Corporate Banking Series, Part 3: Digital Solutions with Significant Impact in Corporate Banking

Seamless online banking and enhanced digital advice are expected to deliver up to 60% increase in operating profit over 5 years. Part of the reason for this is that many corporate- banking customers have shifted to digital banking for their personal-banking needs. Of the 85% of respondents who conduct their personal banking online, 95% said that they expect the same capability for their corporate-banking needs, and nearly 90% indicated that they’re interested in engaging with RMs remotely. 

More than two-thirds of those surveyed want to access needed information with fewer than three clicks – especially to complete routine tasks, such as reviewing bank statements and submitting documentation with straight-through-processing.

There are three areas which corporate banks must undertake to compete effectively in today’s digital-first business environment: 

  1. Reinvent the customer journey.  This includes streamlining and automating digital onboarding, not just transactional journeys.
  2. Leverage on customer data 
  3. Adopt a Collaborative Operating Model 

Reinvent the Customer Journey

Few would argue against the importance of delivering unique customer experience (UX) over digital channels such as internet browsers and mobile applications to the bank’s clients.  However, corporate banking is far more complex in terms of content and services such as having an enterprise-wide view of the company’s liquidity position across multiple geographies and counterparty data.  Complex organization structures and approver hierarchy also add to the complexity of supporting business and corporate customers.  But even with these inherent complexities of managing the business, technology and provide a more streamlined and efficient way of conducting business.  This starts with understanding the roles in a corporate and the user journeys needed for each of those roles, such as the finance clerk who enters invoices, or the CFO who approves payments using his mobile phone.  Providing these capabilities requires a holistic view of how the business is managed and the pain points experienced in traditional methods used by many businesses today.

While retail digital onboarding has been on the rise, Banks are now looking to offer the same digital experience to their corporate banking customers due to the increasing demand for conducting the business digitally. Emirates NDB states1 that it has witnessed a 60% month-on-month increase in corporate digital onboarding volumes as new and existing transaction banking clients opt for digital channels for their ongoing cash management and trade finance requirements.

The current pandemic has pushed migration of banking services to digital channels, with up to 50% of banks seeking to either outsource or partner with third-parties to incorporate best practices in digital banking. 

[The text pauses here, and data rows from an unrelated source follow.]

//! Transcoding pipeline description and command construction

use std::ffi::OsString;
use std::path::PathBuf;
use std::process::Stdio;

use tokio::process::Command;

use super::output::OutputLayout;
use crate::registry::StreamKey;
use crate::source::{SourceLocator, StreamConfig, DEFAULT_FRAME_RATE};

/// Encoder parameters derived from the channel's stream configuration
#[derive(Debug, Clone, PartialEq)]
pub struct EncodeParams {
    /// Source frame rate (fps)
    pub frame_rate: f64,
    /// Group-of-pictures length in frames (one keyframe per second)
    pub gop: u32,
    /// Source resolution, if known
    pub resolution: Option<(u32, u32)>,
    /// Source codec name, if known
    pub source_codec: Option<String>,
}

impl EncodeParams {
    /// Derive parameters from an optional stream configuration
    pub fn from_stream(stream: Option<&StreamConfig>) -> Self {
        let frame_rate = stream.map_or(DEFAULT_FRAME_RATE, StreamConfig::frame_rate);

        Self {
            frame_rate,
            gop: (frame_rate as u32).max(1),
            resolution: stream.and_then(StreamConfig::resolution),
            source_codec: stream.and_then(|s| s.video_codec.clone()),
        }
    }
}

/// HLS muxer parameters
#[derive(Debug, Clone, Copy, PartialEq, Eq)]
pub struct HlsParams {
    /// Target segment duration in seconds
    pub segment_secs: u32,
    /// Number of segments kept in the manifest
    pub list_size: u32,
}

impl Default for HlsParams {
    fn default() -> Self {
        Self {
            segment_secs: 1,
            list_size: 3,
        }
    }
}

/// Everything needed to launch one transcoder
#[derive(Debug, Clone)]
pub struct PipelineConfig {
    pub key: StreamKey,
    pub source: SourceLocator,
    pub output: OutputLayout,
    pub encode: EncodeParams,
    pub hls: HlsParams,
}

/// Builds the command for a pipeline
///
/// The supervisor overrides stdio on the returned command, so implementations
/// only need to set the program and its arguments.
pub trait Launcher: Send + Sync + 'static {
    fn command(&self, pipeline: &PipelineConfig) -> Command;
}

/// Launcher for an ffmpeg binary producing low-latency H.264 HLS
#[derive(Debug, Clone)]
pub struct FfmpegLauncher {
    program: PathBuf,
    log_level: String,
}

impl FfmpegLauncher {
    /// Use `ffmpeg` from `PATH`
    pub fn new() -> Self {
        Self {
            program: PathBuf::from("ffmpeg"),
            log_level: "warning".into(),
        }
    }

    /// Use a specific ffmpeg binary
    pub fn program(mut self, program: impl Into<PathBuf>) -> Self {
        self.program = program.into();
        self
    }

    /// Set ffmpeg's `-loglevel`
    pub fn log_level(mut self, level: impl Into<String>) -> Self {
        self.log_level = level.into();
        self
    }

    /// Argument list for a pipeline
    pub fn args(&self, pipeline: &PipelineConfig) -> Vec<OsString> {
        let gop = pipeline.encode.gop.to_string();
        let mut args: Vec<OsString> = Vec::with_capacity(64);

        let mut push = |items: &[&str]| args.extend(items.iter().map(OsString::from));

        push(&["-hide_banner", "-loglevel", self.log_level.as_str()]);

        // Input: RTSP over TCP, tuned for a fast first frame
        push(&[
            "-rtsp_transport",
            "tcp",
            "-fflags",
            "genpts",
            "-flags",
            "low_delay",
            "-analyzeduration",
            "2000000",
            "-probesize",
            "500000",
            "-i",
            pipeline.source.as_str(),
        ]);

        // Video: first stream only, baseline H.264 for broad player support
        push(&[
            "-map",
            "0:v:0",
            "-c:v",
            "libx264",
            "-preset",
            "ultrafast",
            "-tune",
            "zerolatency",
            "-profile:v",
            "baseline",
            "-level",
            "3.1",
            "-pix_fmt",
            "yuv420p",
            "-g",
            gop.as_str(),
            "-keyint_min",
            gop.as_str(),
            "-sc_threshold",
            "0",
            "-bf",
            "0",
            "-refs",
            "1",
            "-coder",
            "cavlc",
            "-threads",
            "0",
        ]);

        let segment = pipeline.hls.segment_secs.to_string();
        let list_size = pipeline.hls.list_size.to_string();
        push(&[
            "-f",
            "hls",
            "-hls_time",
            segment.as_str(),
            "-hls_list_size",
            list_size.as_str(),
            "-hls_flags",
            "delete_segments+independent_segments",
        ]);

        args.push(pipeline.output.manifest.clone().into_os_string());
        args
    }
}

impl Default for FfmpegLauncher {
    fn default() -> Self {
        Self::new()
    }
}

impl Launcher for FfmpegLauncher {
    fn command(&self, pipeline: &PipelineConfig) -> Command {
        let mut command = Command::new(&self.program);
        command
            .args(self.args(pipeline))
            .current_dir(&pipeline.output.dir)
            .stdin(Stdio::piped());
        command
    }
}
//! Transcoder process supervision
//!
//! The supervisor owns everything about one external transcoder: preparing
//! its output directory, launching it, deciding when its output is playable,
//! and stopping it.
//!
//! ```text
//!   start()                      wait_ready()                 terminate()
//!     │                              │                             │
//!     ├─ purge output dir            ├─ poll manifest ─┐           ├─ "q\n" on stdin
//!     ├─ Launcher::command()         │   every 500ms   │           ├─ wait grace
//!     └─ spawn ──► ProcessHandle     │◄────────────────┘           └─ kill
//!                   ├─ exit watcher task
//!                   └─ stderr drain task
//! ```

pub mod output;
pub mod pipeline;
pub mod process;
pub mod readiness;

use std::sync::Arc;
use std::time::Duration;

use tokio_util::sync::CancellationToken;
use tokio_util::task::TaskTracker;

use crate::error::{Error, Result};

pub use output::{OutputLayout, Playback};
pub use pipeline::{EncodeParams, FfmpegLauncher, HlsParams, Launcher, PipelineConfig};
pub use process::{ProcessExit, ProcessHandle};
pub use readiness::ReadinessProbe;

/// Starts, probes and stops transcoder processes
pub struct Supervisor {
    launcher: Arc<dyn Launcher>,
    probe: ReadinessProbe,
    tasks: TaskTracker,
}

impl Supervisor {
    /// Create a supervisor whose monitor tasks are spawned on `tasks`
    pub fn new(launcher: Arc<dyn Launcher>, probe: ReadinessProbe, tasks: TaskTracker) -> Self {
        Self {
            launcher,
            probe,
            tasks,
        }
    }

    /// Readiness probe settings
    pub fn probe(&self) -> ReadinessProbe {
        self.probe
    }

    /// Launch the transcoder for a pipeline
    ///
    /// Stale output from an earlier session of the same stream is removed
    /// first. `token` bounds the lifetime of the diagnostics drain.
    pub async fn start(
        &self,
        pipeline: &PipelineConfig,
        token: CancellationToken,
    ) -> Result<Arc<ProcessHandle>> {
        pipeline.output.prepare().await?;

        let command = self.launcher.command(pipeline);
        let process = ProcessHandle::spawn(command, pipeline.key.clone(), &self.tasks, token)?;

        tracing::info!(
            stream = %pipeline.key,
            source = %pipeline.source,
            pid = ?process.pid(),
            gop = pipeline.encode.gop,
            resolution = ?pipeline.encode.resolution,
            source_codec = ?pipeline.encode.source_codec,
            manifest = %pipeline.output.manifest.display(),
            "Transcoder started"
        );

        Ok(Arc::new(process))
    }

    /// Wait until the pipeline's manifest lists a playable segment
    ///
    /// Fails with [`Error::ReadinessTimeout`] when the probe runs out of
    /// attempts, or [`Error::UpstreamUnreachable`] if the process exits
    /// first, which usually means ffmpeg could not open the source.
    pub async fn wait_ready(&self, pipeline: &PipelineConfig, process: &ProcessHandle) -> Result<()> {
        tokio::select! {
            exit = process.wait() => Err(Error::UpstreamUnreachable {
                key: pipeline.key.clone(),
                reason: format!("transcoder exited before first segment ({})", exit),
            }),
            ready = self.probe.wait(&pipeline.output.manifest) => {
                if ready {
                    Ok(())
                } else {
                    Err(Error::ReadinessTimeout {
                        key: pipeline.key.clone(),
                        waited: self.probe.budget(),
                    })
                }
            }
        }
    }

    /// Stop a transcoder, killing it if it outlives `grace`
    pub async fn terminate(&self, process: &ProcessHandle, grace: Duration) -> Result<ProcessExit> {
        process.terminate(grace).await
    }
}

#[cfg(all(test, unix))]
mod tests {
    use std::path::Path;

    use tokio::process::Command;

    use super::*;
    use crate::registry::StreamKey;
    use crate::source::SourceLocator;

    /// Runs a shell script with the manifest path as `$1`
    struct ScriptLauncher(&'static str);

    impl Launcher for ScriptLauncher {
        fn command(&self, pipeline: &PipelineConfig) -> Command {
            let mut command = Command::new("sh");
            command
                .arg("-c")
                .arg(self.0)
                .arg("transcoder")
                .arg(&pipeline.output.manifest);
            command
        }
    }

    fn pipeline(root: &Path) -> PipelineConfig {
        let key = StreamKey::new(1, 1);
        PipelineConfig {
            output: OutputLayout::for_key(root, "/hls", "index.m3u8", &key),
            source: SourceLocator::public("rtsp://cam/1"),
            encode: EncodeParams::from_stream(None),
            hls: HlsParams::default(),
            key,
        }
    }

    fn supervisor(script: &'static str) -> Supervisor {
        Supervisor::new(
            Arc::new(ScriptLauncher(script)),
            ReadinessProbe::new(Duration::from_millis(20), 10),
            TaskTracker::new(),
        )
    }

    #[tokio::test]
    async fn test_start_and_ready() {
        let root = tempfile::tempdir().unwrap();
        let pipeline = pipeline(root.path());
        let supervisor =
            supervisor("printf '#EXTM3U\\n#EXTINF:1.0,\\nindex0.ts\\n' > \"$1\"; read -r cmd");

        let process = supervisor
            .start(&pipeline, CancellationToken::new())
            .await
            .unwrap();
        supervisor.wait_ready(&pipeline, &process).await.unwrap();

        let exit = supervisor
            .terminate(&process, Duration::from_secs(5))
            .await
            .unwrap();
        assert!(!exit.killed);
    }

    #[tokio::test]
    async fn test_start_purges_previous_output() {
        let root = tempfile::tempdir().unwrap();
        let pipeline = pipeline(root.path());
        std::fs::create_dir_all(&pipeline.output.dir).unwrap();
        std::fs::write(&pipeline.output.manifest, "#EXTM3U\n#EXTINF:1.0,\nold.ts\n").unwrap();

        // Never writes a manifest; the stale one must not count
        let supervisor = supervisor("read -r cmd");
        let process = supervisor
            .start(&pipeline, CancellationToken::new())
            .await
            .unwrap();

        let err = supervisor.wait_ready(&pipeline, &process).await.unwrap_err();
        assert!(matches!(err, Error::ReadinessTimeout { .. }));

        supervisor
            .terminate(&process, Duration::from_secs(5))
            .await
            .unwrap();
    }

    #[tokio::test]
    async fn test_early_exit_is_reported() {
        let root = tempfile::tempdir().unwrap();
        let pipeline = pipeline(root.path());
        let supervisor = supervisor("echo 'Connection refused' >&2; exit 1");

        let process = supervisor
            .start(&pipeline, CancellationToken::new())
            .await
            .unwrap();
        let err = supervisor.wait_ready(&pipeline, &process).await.unwrap_err();

        let Error::UpstreamUnreachable { reason, .. } = &err else {
            panic!("unexpected error: {err:?}");
        };
        assert!(reason.contains("before first segment"));
        assert!(err.is_retryable());
    }
}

Some areas that banks need to respond to the market dynamics include providing a seamless and fully digital onboarding experience, reduce the customer efforts such as paperwork and manual entry of data in the application thereby reducing the frustration and abandonment, eKYC, and AML compliance and so on.  

Leverage on Customer Data

One of the most competitive differentiators over Fintech firms and other innovative digital finance startups is that corporate banks have gathered a huge amount of data on their corporate clients.  This data can be leveraged in a variety of ways and more importantly, positioning corporate banks to be partners to their clients by offering highly tailored solutions that meet their commercial needs.  Examples of such solutions are as follow: 

  1. Supplier Management: Payment data over time offer trends that differentiate good and poor paymasters amongst suppliers.  Banks can leverage the data to recommend suppliers that the corporate entity should deepen relationships with due to their payment record. 
  2. Risk Management: Liquidity trends that are derived from data captured over an extended period allows corporate banks to identify periods where the corporate entity may require short-term funding as a result of slow-paying suppliers.  Conversely, the corporate banks can offer cash concentration or pooling options that’ll allow their clients to unlock the value of their excess cash. 
  3. The right products at the right time.  Leveraging the data, banks can better respond to the types of products needed to support their business customers and deliver those in a much timelier manner.  This will result in additional revenue opportunities by providing the “right products and services” at the right time to business customers.

Adopt a Collaborative Operating Model

Relationships between corporate banks and their clients are traditionally managed by relationship managers (RMs).  This model is unlikely to be eliminated with the deployment of digital corporate banking solutions which allows clients direct access to the bank’s platform, thereby bypassing the RMs.  Rather, digital corporate banking solutions allow RMs to spend more time with their clients with greater automation and reduced back-office administration requirements.  Another approach to creating a collaborative operating model is to have a platform that allows seamless interfacing with Fintech firms to deliver a combined value proposition for the bank’s corporate customers.